Neuraminidase’s Role in Release
Neuraminidase, in contrast to hemagglutinin, functions as the virus’s “exit strategy” from infected cells. This enzyme is also a glycoprotein. After the virus replicates inside a host cell and new viral particles form, they bud off from the cell’s plasma membrane.
Newly formed virions can remain attached to the host cell surface due to the continued binding of their hemagglutinin to sialic acid receptors. Neuraminidase cleaves these sialic acid molecules from both the host cell surface and from the surface of newly budded viral particles. This enzymatic action prevents new viruses from clumping together or re-attaching to the infected cell, facilitating their release and spread to new, uninfected cells.
Understanding Flu Strain Names
The specific types of hemagglutinin (H) and neuraminidase (N) proteins classify and name influenza A virus strains. There are 18 known HA subtypes (H1-H18) and 11 known NA subtypes (N1-N11), though only a few circulate widely in humans, such as H1, H2, H3, N1, and N2. This classification system gives rise to names like H1N1 or H3N2, where numbers denote the specific HA and NA subtypes present on the virus’s surface.

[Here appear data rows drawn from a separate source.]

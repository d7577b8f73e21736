//! Runner hand-off between threads contending for the loop.
//!
//! A [`Runner`] is a per-waiter parking object. Whichever thread finds the
//! loop unowned acquires it and runs; the rest park on their runners in the
//! [`RunnersQueue`]. When a run returns, the next parked runner is woken so
//! ownership is handed off, never lost.

use std::collections::VecDeque;
use std::sync::atomic::{AtomicBool, Ordering};
use std::sync::Arc;

use parking_lot::{Condvar, Mutex};

/// Parking token for one waiting thread.
///
/// The `awakenings` counter plays the same role as a futex word: zero means
/// finished, any change while parked means "recheck the loop".
pub(crate) struct Runner {
    awakenings: Mutex<u64>,
    condvar: Condvar,
    acquired: AtomicBool,
}

impl Runner {
    pub(crate) fn new() -> Self {
        Self {
            awakenings: Mutex::new(1),
            condvar: Condvar::new(),
            acquired: AtomicBool::new(false),
        }
    }

    /// Whether the waited-for completion has been delivered.
    pub(crate) fn finished(&self) -> bool {
        *self.awakenings.lock() == 0
    }

    /// Marks this runner as the loop owner unless it already finished.
    pub(crate) fn acquire_if_not_finished(&self) -> bool {
        if *self.awakenings.lock() != 0 {
            self.acquired.store(true, Ordering::Release);
        }
        self.acquired()
    }

    /// Whether this runner ever acquired the loop.
    pub(crate) fn acquired(&self) -> bool {
        self.acquired.load(Ordering::Acquire)
    }

    /// Unparks the runner so it rechecks the loop state.
    pub(crate) fn wakeup(&self) {
        let mut count = self.awakenings.lock();
        *count = count.wrapping_add(1).max(1);
        drop(count);
        self.condvar.notify_one();
    }

    /// Marks the runner finished and unparks it.
    pub(crate) fn finish(&self) {
        *self.awakenings.lock() = 0;
        self.condvar.notify_one();
    }

    /// Parks until woken or finished.
    pub(crate) fn wait(&self) {
        let mut count = self.awakenings.lock();
        let seen = *count;
        while *count != 0 && *count == seen {
            self.condvar.wait(&mut count);
        }
    }
}

/// FIFO of parked runners.
#[derive(Default)]
pub(crate) struct RunnersQueue {
    runners: VecDeque<Arc<Runner>>,
}

impl RunnersQueue {
    pub(crate) fn add(&mut self, runner: Arc<Runner>) {
        self.runners.push_back(runner);
    }

    pub(crate) fn erase(&mut self, runner: &Arc<Runner>) {
        self.runners.retain(|r| !Arc::ptr_eq(r, runner));
    }

    /// Wakes the first parked runner that has not already finished.
    pub(crate) fn wake_next(&mut self) {
        while let Some(next) = self.runners.pop_front() {
            if !next.finished() {
                next.wakeup();
                break;
            }
        }
    }
}

#[cfg(test)]
mod tests {
    use super::*;
    use std::thread;
    use std::time::Duration;

    #[test]
    fn finish_unparks_a_waiter() {
        let runner = Arc::new(Runner::new());
        let waiter = {
            let runner = runner.clone();
            thread::spawn(move || runner.wait())
        };
        thread::sleep(Duration::from_millis(20));
        runner.finish();
        waiter.join().unwrap();
        assert!(runner.finished());
    }

    #[test]
    fn wake_next_skips_finished_runners() {
        let mut queue = RunnersQueue::default();
        let done = Arc::new(Runner::new());
        done.finish();
        let live = Arc::new(Runner::new());
        queue.add(done);
        queue.add(live.clone());
        queue.wake_next();
        // The live runner got the wakeup: its counter moved past 1.
        assert!(!live.finished());
        assert_eq!(*live.awakenings.lock(), 2);
    }

    #[test]
    fn acquire_fails_after_finish() {
        let runner = Runner::new();
        runner.finish();
        assert!(!runner.acquire_if_not_finished());
        assert!(!runner.acquired());
    }
}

Influenza viruses constantly change through two main processes: antigenic drift and antigenic shift. Antigenic drift involves small, gradual mutations in the genes encoding HA and NA proteins during viral replication. These minor changes accumulate over time, leading to new variants that the human immune system may not fully recognize from previous infections or vaccinations. This continuous drift is why new flu vaccines are needed annually.
Antigenic shift is an abrupt, major change that can occur when two different influenza A viruses infect the same host cell. This co-infection allows for the exchange of entire gene segments between the viruses, a process called reassortment. If a novel HA or NA protein, or a new combination, emerges from this reassortment, it can result in a new subtype to which the human population has little or no existing immunity, potentially leading to pandemics.
Developing Flu Vaccines and Treatments
Understanding HA and NA is fundamental to developing effective strategies against influenza. Flu vaccines primarily work by targeting hemagglutinin. The vaccine introduces HA proteins from predicted circulating strains, prompting the immune system to produce antibodies that bind to these proteins. These HA-specific antibodies then block the virus from attaching to and entering host cells, preventing infection.
While current vaccines focus on HA, research explores targeting neuraminidase for broader protection. Antiviral drugs, known as neuraminidase inhibitors, specifically target the NA enzyme. Medications like oseltamivir (Tamiflu) and zanamivir (Relenza) work by binding to neuraminidase, preventing it from cleaving sialic acid. This inhibition traps newly replicated viruses on the surface of the infected cell, preventing their release and subsequent spread to other cells in the body.